What are risk factors for peripheral neuropathy? Peripheral neuropathy risk factors include:

  • Diabetes, especially if your sugar levels are poorly controlled
  • Alcohol abuse
  • Vitamin deficiencies, particularly B vitamins
  • Immune system suppression, which occurs in people who have received organ transplants and people with AIDS, among others
  • Autoimmune diseases, such as rheumatoid arthritis and lupus, in which the immune system attacks your own tissues
  • Kidney, liver or thyroid disorders

Peripheral neuropathy isn’t a single disease, but rather a symptom with many potential causes. For that reason it can be difficult to diagnose. To help in the diagnosis, your doctor will likely take a full medical history and perform a physical and neurological exam that may include checking your tendon reflexes, your muscle strength and tone, your ability to feel certain sensations, and your posture and coordination.

Your doctor may also request blood tests to check your level of vitamin B-12, a urinalysis, thyroid function tests and, often, electromyography — a test that measures the electrical discharges produced in your muscles. As a part of this test, you’ll be asked to have a nerve conduction study, which measures how quickly your nerves carry electrical signals.
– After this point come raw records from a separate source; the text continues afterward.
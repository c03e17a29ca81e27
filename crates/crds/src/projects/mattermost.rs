//! MattermostIntegration Custom Resource Definition

use crate::id_or_path::IdOrPath;
use crate::managed::{ManagedStatus, ResourceSpec};
use crate::references::ValueSource;
use kube::CustomResource;
use schemars::JsonSchema;
use serde::{Deserialize, Serialize};

/// MattermostIntegrationSpec configures Mattermost notifications for a project.
///
/// A project has at most one Mattermost integration; creating it enables the
/// integration and deleting it disables it.
#[derive(CustomResource, Debug, Clone, Serialize, Deserialize, JsonSchema)]
#[kube(
    group = "gitlab.microscaler.io",
    version = "v1alpha1",
    kind = "MattermostIntegration",
    namespaced,
    status = "MattermostIntegrationStatus"
)]
#[serde(rename_all = "camelCase")]
pub struct MattermostIntegrationSpec {
    pub for_provider: MattermostIntegrationParameters,

    #[serde(flatten)]
    pub resource_spec: ResourceSpec,
}

#[derive(Debug, Clone, Serialize, Deserialize, JsonSchema, PartialEq, Default)]
#[serde(rename_all = "camelCase")]
pub struct MattermostIntegrationParameters {
    #[serde(rename = "projectID", default, skip_serializing_if = "Option::is_none")]
    pub project_id: Option<IdOrPath>,

    /// Incoming webhook URL; write-only on the GitLab side
    pub webhook: ValueSource,

    #[serde(default, skip_serializing_if = "Option::is_none")]
    pub username: Option<String>,

    #[serde(default, skip_serializing_if = "Option::is_none")]
    pub channel: Option<String>,

    #[serde(default, skip_serializing_if = "Option::is_none")]
    pub notify_only_broken_pipelines: Option<bool>,

    /// `default`, `protected`, `default_and_protected` or `all`
    #[serde(default, skip_serializing_if = "Option::is_none")]
    pub branches_to_be_notified: Option<String>,

    #[serde(default, skip_serializing_if = "Option::is_none")]
    pub push_events: Option<bool>,

    #[serde(default, skip_serializing_if = "Option::is_none")]
    pub issues_events: Option<bool>,

    #[serde(default, skip_serializing_if = "Option::is_none")]
    pub confidential_issues_events: Option<bool>,

    #[serde(default, skip_serializing_if = "Option::is_none")]
    pub merge_requests_events: Option<bool>,

    #[serde(default, skip_serializing_if = "Option::is_none")]
    pub tag_push_events: Option<bool>,

    #[serde(default, skip_serializing_if = "Option::is_none")]
    pub note_events: Option<bool>,

    #[serde(default, skip_serializing_if = "Option::is_none")]
    pub pipeline_events: Option<bool>,

    #[serde(default, skip_serializing_if = "Option::is_none")]
    pub wiki_page_events: Option<bool>,
}

#[derive(Debug, Clone, Serialize, Deserialize, JsonSchema, PartialEq, Default)]
#[serde(rename_all = "camelCase")]
pub struct MattermostIntegrationObservation {
    #[serde(default, skip_serializing_if = "Option::is_none")]
    pub id: Option<i64>,

    #[serde(default)]
    pub active: bool,

    /// Whether a webhook was sent by this provider
    #[serde(default)]
    pub webhook_configured: bool,

    #[serde(default, skip_serializing_if = "Option::is_none")]
    pub updated_at: Option<String>,
}

pub type MattermostIntegrationStatus = ManagedStatus<MattermostIntegrationObservation>;

crate::managed_resource!(
    MattermostIntegration,
    MattermostIntegrationParameters,
    MattermostIntegrationObservation
);
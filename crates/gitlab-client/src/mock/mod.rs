//! Mock GitLabClient for unit testing
//!
//! This module provides a mock implementation of GitLabClientTrait that can be used
//! in unit tests without requiring a running GitLab instance.
//!
//! The mock is organized into domain-specific modules:
//! - `projects.rs` - projects, push rules, hooks, deploy keys, schedules, approval rules, runners, integrations
//! - `groups.rs` - groups, LDAP and SAML group links
//! - `shared.rs` - sub-resources living on both projects and groups (members, variables, tokens, shares)
//! - `instance.rs` - license, application settings, users
//!
//! Every trait call is recorded (see [`MockGitLabClient::calls`]) and can be made
//! to fail with [`MockGitLabClient::fail_on`].

mod groups;
mod instance;
mod projects;
mod shared;

use crate::error::GitLabError;
use crate::gitlab_trait::GitLabClientTrait;
use crate::ids::{Parent, ResourceId};
use crate::models::*;
use std::collections::HashMap;
use std::sync::{Arc, Mutex};

/// Copy every `Some` field of a request options struct onto a model
macro_rules! apply {
    ($target:expr, $opts:expr, $($field:ident),+ $(,)?) => {
        $(
            if let Some(value) = $opts.$field.clone() {
                $target.$field = value.into();
            }
        )+
    };
}
pub(crate) use apply;

/// Mock GitLabClient for testing
///
/// Stores remote state in memory. Clones share state, so a test can keep one
/// handle for assertions while the code under test owns another.
#[derive(Clone, Default)]
pub struct MockGitLabClient {
    pub(crate) projects: Arc<Mutex<HashMap<i64, Project>>>,
    pub(crate) push_rules: Arc<Mutex<HashMap<i64, PushRules>>>,
    pub(crate) hooks: Arc<Mutex<HashMap<(i64, i64), ProjectHook>>>,
    pub(crate) deploy_keys: Arc<Mutex<HashMap<(i64, i64), DeployKey>>>,
    pub(crate) schedules: Arc<Mutex<HashMap<(i64, i64), PipelineSchedule>>>,
    pub(crate) approval_rules: Arc<Mutex<HashMap<(i64, i64), ApprovalRule>>>,
    pub(crate) runners: Arc<Mutex<HashMap<i64, Runner>>>,
    pub(crate) mattermost: Arc<Mutex<HashMap<i64, MattermostIntegration>>>,
    pub(crate) groups: Arc<Mutex<HashMap<i64, Group>>>,
    pub(crate) ldap_links: Arc<Mutex<HashMap<i64, Vec<LdapGroupLink>>>>,
    pub(crate) saml_links: Arc<Mutex<HashMap<(i64, String), SamlGroupLink>>>,
    // Keyed by the parent's API path (`/projects/1`, `/groups/2`)
    pub(crate) members: Arc<Mutex<HashMap<(String, i64), Member>>>,
    pub(crate) variables: Arc<Mutex<HashMap<(String, String, String), Variable>>>,
    pub(crate) deploy_tokens: Arc<Mutex<HashMap<(String, i64), DeployToken>>>,
    pub(crate) access_tokens: Arc<Mutex<HashMap<(String, i64), AccessToken>>>,
    pub(crate) license: Arc<Mutex<Option<License>>>,
    pub(crate) settings: Arc<Mutex<Settings>>,
    pub(crate) users: Arc<Mutex<HashMap<i64, User>>>,
    // Behaviour switches
    pub(crate) delayed_deletion: Arc<Mutex<bool>>,
    pub(crate) failures: Arc<Mutex<HashMap<String, (u16, String)>>>,
    pub(crate) calls: Arc<Mutex<Vec<String>>>,
    // Counter for generating IDs
    pub(crate) next_id: Arc<Mutex<i64>>,
}

impl MockGitLabClient {
    /// Create a new, empty mock client
    pub fn new() -> Self {
        let mock = Self::default();
        *mock.next_id.lock().unwrap() = 100;
        mock.settings.lock().unwrap().id = 1;
        mock
    }

    /// Make every subsequent call of `operation` (trait method name) fail with
    /// the given HTTP status and message until [`Self::clear_failures`]
    pub fn fail_on(&self, operation: &str, status: u16, message: &str) {
        self.failures
            .lock()
            .unwrap()
            .insert(operation.to_string(), (status, message.to_string()));
    }

    /// Remove all injected failures
    pub fn clear_failures(&self) {
        self.failures.lock().unwrap().clear();
    }

    /// Project and group deletes mark the entity for deletion instead of
    /// removing it, like GitLab Premium's delayed deletion
    pub fn set_delayed_deletion(&self, enabled: bool) {
        *self.delayed_deletion.lock().unwrap() = enabled;
    }

    /// Names of the trait methods called so far, in order
    pub fn calls(&self) -> Vec<String> {
        self.calls.lock().unwrap().clone()
    }

    /// Number of times `operation` was called
    pub fn call_count(&self, operation: &str) -> usize {
        self.calls.lock().unwrap().iter().filter(|c| *c == operation).count()
    }

    /// Forget recorded calls
    pub fn reset_calls(&self) {
        self.calls.lock().unwrap().clear();
    }

    /// Add a project to the mock store (for test setup)
    pub fn add_project(&self, project: Project) {
        self.projects.lock().unwrap().insert(project.id, project);
    }

    /// Add a group to the mock store (for test setup)
    pub fn add_group(&self, group: Group) {
        self.groups.lock().unwrap().insert(group.id, group);
    }

    /// Add a user to the mock store (for test setup)
    pub fn add_user(&self, user: User) {
        self.users.lock().unwrap().insert(user.id, user);
    }

    /// Install a license directly (for test setup)
    pub fn set_license(&self, license: Option<License>) {
        *self.license.lock().unwrap() = license;
    }

    /// Current project state, for assertions
    pub fn project(&self, id: i64) -> Option<Project> {
        self.projects.lock().unwrap().get(&id).cloned()
    }

    /// Current group state, for assertions
    pub fn group(&self, id: i64) -> Option<Group> {
        self.groups.lock().unwrap().get(&id).cloned()
    }

    /// Mutate a stored project out-of-band (simulates drift)
    pub fn mutate_project(&self, id: i64, f: impl FnOnce(&mut Project)) {
        if let Some(project) = self.projects.lock().unwrap().get_mut(&id) {
            f(project);
        }
    }

    /// Mutate a stored group out-of-band (simulates drift)
    pub fn mutate_group(&self, id: i64, f: impl FnOnce(&mut Group)) {
        if let Some(group) = self.groups.lock().unwrap().get_mut(&id) {
            f(group);
        }
    }

    /// Mutate a stored member out-of-band (simulates drift)
    pub fn mutate_member(&self, parent: &Parent, user_id: i64, f: impl FnOnce(&mut Member)) {
        let key = (self.parent_key(parent), user_id);
        if let Some(member) = self.members.lock().unwrap().get_mut(&key) {
            f(member);
        }
    }

    /// Mutate stored LDAP links of a group out-of-band (simulates drift)
    pub fn mutate_ldap_links(&self, group_id: i64, f: impl FnOnce(&mut Vec<LdapGroupLink>)) {
        f(self.ldap_links.lock().unwrap().entry(group_id).or_default());
    }

    /// Mutate the stored runner out-of-band (simulates drift)
    pub fn mutate_runner(&self, id: i64, f: impl FnOnce(&mut Runner)) {
        if let Some(runner) = self.runners.lock().unwrap().get_mut(&id) {
            f(runner);
        }
    }

    /// Mutate a stored hook out-of-band (simulates drift)
    pub fn mutate_hook(&self, project_id: i64, hook_id: i64, f: impl FnOnce(&mut ProjectHook)) {
        if let Some(hook) = self.hooks.lock().unwrap().get_mut(&(project_id, hook_id)) {
            f(hook);
        }
    }

    /// Mutate application settings out-of-band (simulates drift)
    pub fn mutate_settings(&self, f: impl FnOnce(&mut Settings)) {
        f(&mut self.settings.lock().unwrap());
    }

    /// Generate next ID
    pub(crate) fn next_id(&self) -> i64 {
        let mut id = self.next_id.lock().unwrap();
        let current = *id;
        *id += 1;
        current
    }

    /// Record a call and return the injected failure for it, if any
    fn record(&self, operation: &str) -> Result<(), GitLabError> {
        self.calls.lock().unwrap().push(operation.to_string());
        match self.failures.lock().unwrap().get(operation) {
            Some((status, message)) => Err(GitLabError::from_status(
                *status,
                operation,
                &serde_json::json!({ "message": message }).to_string(),
            )),
            None => Ok(()),
        }
    }

    /// Resolve a project ID or full path to its numeric ID
    pub(crate) fn project_id(&self, id: &ResourceId) -> Result<i64, GitLabError> {
        match id {
            ResourceId::Numeric(id) => Ok(*id),
            ResourceId::Path(path) => self
                .projects
                .lock()
                .unwrap()
                .values()
                .find(|p| p.path_with_namespace == *path)
                .map(|p| p.id)
                .ok_or_else(|| GitLabError::NotFound(format!("Project {} not found", path))),
        }
    }

    /// Resolve a group ID or full path to its numeric ID
    pub(crate) fn group_id(&self, id: &ResourceId) -> Result<i64, GitLabError> {
        match id {
            ResourceId::Numeric(id) => Ok(*id),
            ResourceId::Path(path) => self
                .groups
                .lock()
                .unwrap()
                .values()
                .find(|g| g.full_path == *path)
                .map(|g| g.id)
                .ok_or_else(|| GitLabError::NotFound(format!("Group {} not found", path))),
        }
    }

    /// Canonical map key for a parent, preferring the numeric form
    pub(crate) fn parent_key(&self, parent: &Parent) -> String {
        let canonical = match parent {
            Parent::Project(id) => self.project_id(id).map(|id| Parent::Project(id.into())),
            Parent::Group(id) => self.group_id(id).map(|id| Parent::Group(id.into())),
        };
        canonical.unwrap_or_else(|_| parent.clone()).path()
    }
}
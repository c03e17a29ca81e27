//! GitLab REST API Client
//!
//! A Rust client library for the GitLab REST API (`/api/v4`), covering the
//! entities reconciled by the GitLab provider controller.
//!
//! # Example
//!
//! ```no_run
//! use gitlab_client::{GitLabClient, GitLabClientTrait, ProjectOptions, RetryPolicy, ResourceId};
//! use std::time::Duration;
//!
//! # async fn example() -> Result<(), Box<dyn std::error::Error>> {
//! let client = GitLabClient::new(
//!     "https://gitlab.example.com".to_string(),
//!     Some("glpat-xxxxxxxx".to_string()),
//!     Duration::from_secs(30),
//!     RetryPolicy::default(),
//! )?;
//!
//! let project = client
//!     .create_project(&ProjectOptions {
//!         name: Some("demo".to_string()),
//!         visibility: Some("private".to_string()),
//!         ..Default::default()
//!     })
//!     .await?;
//!
//! let same = client.get_project(&ResourceId::Numeric(project.id)).await?;
//! assert_eq!(same.path_with_namespace, project.path_with_namespace);
//! # Ok(())
//! # }
//! ```
//!
//! # Features
//!
//! - **Typed models** for projects, groups and their sub-resources
//! - **ID-or-path parameters** via [`ResourceId`]
//! - **Retry logic**: exponential backoff on 5xx/429 and connection failures
//! - **Pagination**: `x-next-page` walking for collections
//! - **Mocking**: `MockGitLabClient` behind the `test-util` feature

pub mod client;
pub mod common;
pub mod error;
pub mod ids;
pub mod models;
#[path = "trait.rs"]
pub mod gitlab_trait;
#[cfg(feature = "test-util")]
pub mod mock;

pub use client::{GitLabClient, deletion_state_from};
pub use common::{HttpClient, RetryPolicy};
pub use error::{ErrorClass, GitLabError};
pub use gitlab_trait::GitLabClientTrait;
pub use ids::{Parent, ResourceId};
pub use models::*;
#[cfg(feature = "test-util")]
pub use mock::MockGitLabClient;
//! GroupAccessToken translator

use crate::reconciler::shared::access_token::{AccessTokenKind, AccessTokenTranslator};
use crate::reconciler::shared::{Scope, scoped_kind};
use crds::{GroupAccessToken, GroupAccessTokenParameters, AccessTokenParameters};

scoped_kind!(GroupAccessToken, "group access token", Scope::Group, group_id);

impl AccessTokenKind for GroupAccessToken {
    fn token(params: &GroupAccessTokenParameters) -> &AccessTokenParameters {
        &params.token
    }

    fn token_mut(params: &mut GroupAccessTokenParameters) -> &mut AccessTokenParameters {
        &mut params.token
    }
}

pub type GroupAccessTokenTranslator = AccessTokenTranslator<GroupAccessToken>;
//! PipelineSchedule Custom Resource Definition
//!
//! Scheduled pipelines and their variables. Variables are managed as a
//! sub-collection: the controller adds, edits and removes individual
//! variables to match the desired list.

use crate::id_or_path::IdOrPath;
use crate::managed::{ManagedStatus, ResourceSpec};
use kube::CustomResource;
use schemars::JsonSchema;
use serde::{Deserialize, Serialize};

/// PipelineScheduleSpec defines a scheduled pipeline
#[derive(CustomResource, Debug, Clone, Serialize, Deserialize, JsonSchema)]
#[kube(
    group = "gitlab.microscaler.io",
    version = "v1alpha1",
    kind = "PipelineSchedule",
    namespaced,
    status = "PipelineScheduleStatus"
)]
#[serde(rename_all = "camelCase")]
pub struct PipelineScheduleSpec {
    pub for_provider: PipelineScheduleParameters,

    #[serde(flatten)]
    pub resource_spec: ResourceSpec,
}

#[derive(Debug, Clone, Serialize, Deserialize, JsonSchema, PartialEq, Default)]
#[serde(rename_all = "camelCase")]
pub struct PipelineScheduleParameters {
    #[serde(rename = "projectID", default, skip_serializing_if = "Option::is_none")]
    pub project_id: Option<IdOrPath>,

    pub description: String,

    /// Branch or tag to run the pipeline on
    #[serde(rename = "ref")]
    pub git_ref: String,

    /// Cron expression, e.g. `0 1 * * *`
    pub cron: String,

    /// Defaults to `UTC`
    #[serde(default, skip_serializing_if = "Option::is_none")]
    pub cron_timezone: Option<String>,

    /// Defaults to `true`
    #[serde(default, skip_serializing_if = "Option::is_none")]
    pub active: Option<bool>,

    #[serde(default, skip_serializing_if = "Vec::is_empty")]
    pub variables: Vec<PipelineVariableParameters>,
}

/// A variable passed to scheduled pipelines
#[derive(Debug, Clone, Serialize, Deserialize, JsonSchema, PartialEq, Eq, Default)]
#[serde(rename_all = "camelCase")]
pub struct PipelineVariableParameters {
    pub key: String,
    pub value: String,
    /// `env_var` (default) or `file`
    #[serde(default, skip_serializing_if = "Option::is_none")]
    pub variable_type: Option<String>,
}

#[derive(Debug, Clone, Serialize, Deserialize, JsonSchema, PartialEq, Default)]
#[serde(rename_all = "camelCase")]
pub struct PipelineScheduleObservation {
    #[serde(default, skip_serializing_if = "Option::is_none")]
    pub id: Option<i64>,

    #[serde(default, skip_serializing_if = "Option::is_none")]
    pub next_run_at: Option<String>,

    #[serde(default, skip_serializing_if = "Option::is_none")]
    pub owner: Option<String>,

    #[serde(default, skip_serializing_if = "Option::is_none")]
    pub created_at: Option<String>,

    #[serde(default, skip_serializing_if = "Option::is_none")]
    pub updated_at: Option<String>,
}

pub type PipelineScheduleStatus = ManagedStatus<PipelineScheduleObservation>;

crate::managed_resource!(PipelineSchedule, PipelineScheduleParameters, PipelineScheduleObservation);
A nerve conduction study is often used to diagnose carpal tunnel syndrome and other peripheral nerve disorders.

Your doctor may recommend a nerve biopsy, a procedure in which a small portion of a nerve is removed and examined for abnormalities. But even a nerve biopsy may not always reveal what’s damaging your nerves.

The first goal of treatment is to manage the condition causing your neuropathy. If the underlying cause is corrected, the neuropathy often improves on its own. The second goal of treatment is to relieve the painful symptoms. Many types of medications can be used to relieve the pain of peripheral neuropathy.

  • Pain relievers. Mild symptoms may be relieved by over-the-counter pain medications. For more severe symptoms, your doctor may recommend prescription painkillers. Drugs containing opiates, such as codeine, can lead to dependence, constipation or sedation, so these drugs are prescribed only when other treatments fail.
  • Anti-seizure medications. Drugs such as gabapentin (Neurontin), topiramate (Topamax), pregabalin (Lyrica), carbamazepine (Tegretol) and phenytoin (Dilantin) were originally developed to treat epilepsy. However, doctors often also prescribe them for nerve pain. Side effects may include drowsiness and dizziness.
  • Lidocaine patch. This patch contains the topical anesthetic lidocaine. You apply it to the area where your pain is most severe, and you can use up to three patches a day to relieve pain. This treatment has almost no side effects except, for some people, a rash at the site of the patch.
  • Antidepressants. Tricyclic antidepressant medications, such as amitriptyline and nortriptyline (Pamelor), were originally developed to treat depression. However, they have been found to help relieve pain by interfering with chemical processes in your brain and spinal cord that cause you to feel pain. The selective serotonin and norepinephrine reuptake inhibitor duloxetine (Cymbalta) also has proved effective for peripheral neuropathy caused by diabetes.
  • Spinal Cord Stimulation. Peripheral neuropathy that does not get better with the treatments listed above may respond very well to spinal cord stimulation.